### Your instructions
Could you set down exactly the lines in the records below between the line holding "and write halves." and the line holding "on the other", inclusive?

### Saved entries
Segment Open
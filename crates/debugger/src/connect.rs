//! Establishing a session: discover the targets over HTTP, then dial the
//! first one that advertises a stream endpoint.

use std::future::Future;

use transport::{CdpTransport, CodecError, WebSocketTransport};

use crate::discovery::{Discovery, Target};
use crate::error::{DebuggerError, Result};
use crate::remote::{ClientOptions, RemoteDebugger};

/// Opens the message stream to a target's endpoint address.
pub trait Dialer {
    type Transport: CdpTransport;

    fn dial(&self, url: &str) -> impl Future<Output = Result<Self::Transport, CodecError>> + Send;
}

/// Dials targets over WebSocket.
#[derive(Debug, Clone, Copy, Default)]
pub struct WebSocketDialer;

impl Dialer for WebSocketDialer {
    type Transport = WebSocketTransport;

    fn dial(&self, url: &str) -> impl Future<Output = Result<Self::Transport, CodecError>> + Send {
        transport::connect_websocket(url)
    }
}

/// Connect to the browser whose discovery endpoint listens on `address`
/// (`host:port`).
///
/// # Example
///
/// ```ignore
/// let remote = debugger::connect("localhost:9222", ClientOptions::default()).await?;
/// let domains = remote.get_domains().await?;
/// ```
pub async fn connect(address: &str, options: ClientOptions) -> Result<RemoteDebugger> {
    connect_with(&Discovery::new(address), &WebSocketDialer, options).await
}

/// Connect using an explicit discovery client and dialer.
pub async fn connect_with<D: Dialer>(
    discovery: &Discovery,
    dialer: &D,
    options: ClientOptions,
) -> Result<RemoteDebugger> {
    let targets = discovery.tabs(None).await?;
    let url = stream_endpoint(&targets);
    if url.is_empty() {
        tracing::warn!(targets = targets.len(), "no target advertises a stream endpoint");
    }

    tracing::info!(url, "connecting to debugging target");
    let transport = dialer
        .dial(url)
        .await
        .map_err(|source| DebuggerError::Connect {
            url: url.to_string(),
            source,
        })?;

    Ok(RemoteDebugger::from_transport(transport, options))
}

/// The first non-empty stream endpoint, or the empty string if there is none.
fn stream_endpoint(targets: &[Target]) -> &str {
    targets
        .iter()
        .map(|t| t.web_socket_debugger_url.as_str())
        .find(|url| !url.is_empty())
        .unwrap_or_default()
}
//! In-memory transport for testing.

use tokio::io::{DuplexStream, duplex};

use crate::codec::CdpCodec;
use crate::reader::CdpReader;
use crate::transport::CdpTransport;
use crate::writer::CdpWriter;

/// An in-memory transport for testing DevTools communication.
///
/// `MemoryTransport` uses tokio's [`DuplexStream`] to provide a bidirectional
/// in-memory channel that can be split into read and write halves.
///
/// # Example
///
/// ```
/// use transport::testing::MemoryTransport;
/// use transport::split;
///
/// // Create a connected pair of transports
/// let (client_transport, browser_transport) = MemoryTransport::pair();
///
/// // The client side is split into a framed reader and an envelope writer,
/// // the browser side is used as raw bytes so tests control the chunking.
/// let (client_reader, client_writer) = split(client_transport);
/// let (browser_read, browser_write) = browser_transport.into_inner();
/// ```
pub struct MemoryTransport {
    read: DuplexStream,
    write: DuplexStream,
}

impl MemoryTransport {
    /// Create a connected pair of in-memory transports.
    ///
    /// Bytes written on one transport will be received on the other
    /// transport's reader, simulating a bidirectional connection.
    ///
    /// Uses a default buffer size of 64KB for each direction.
    pub fn pair() -> (Self, Self) {
        Self::pair_with_buffer_size(64 * 1024)
    }

    /// Create a connected pair with a custom buffer size.
    ///
    /// Smaller buffers can be useful for testing backpressure behavior.
    pub fn pair_with_buffer_size(buffer_size: usize) -> (Self, Self) {
        let (a_to_b_write, a_to_b_read) = duplex(buffer_size);
        let (b_to_a_write, b_to_a_read) = duplex(buffer_size);

        let transport_a = MemoryTransport {
            read: b_to_a_read,
            write: a_to_b_write,
        };

        let transport_b = MemoryTransport {
            read: a_to_b_read,
            write: b_to_a_write,
        };

        (transport_a, transport_b)
    }

    /// Return the raw `(read, write)` byte streams.
    pub fn into_inner(self) -> (DuplexStream, DuplexStream) {
        (self.read, self.write)
    }
}

impl CdpTransport for MemoryTransport {
    type Read = CdpReader<DuplexStream>;
    type Write = CdpWriter<DuplexStream>;

    fn into_split(self, codec: CdpCodec) -> (Self::Read, Self::Write) {
        (CdpReader::with_codec(self.read, codec), CdpWriter::new(self.write))
    }
}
Segment Closed
### Solution below
/// in-memory channel that can be split into read and write halves.
///
/// # Example
///
/// ```
/// use transport::testing::MemoryTransport;
/// use transport::split;
///
/// // Create a connected pair of transports
/// let (client_transport, browser_transport) = MemoryTransport::pair();
///
/// // The client side is split into a framed reader and an envelope writer,
/// // the browser side is used as raw bytes so tests control the chunking.
/// let (client_reader, client_writer) = split(client_transport);
/// let (browser_read, browser_write) = browser_transport.into_inner();
/// ```
pub struct MemoryTransport {
    read: DuplexStream,
    write: DuplexStream,
}

impl MemoryTransport {
    /// Create a connected pair of in-memory transports.
    ///
    /// Bytes written on one transport will be received on the other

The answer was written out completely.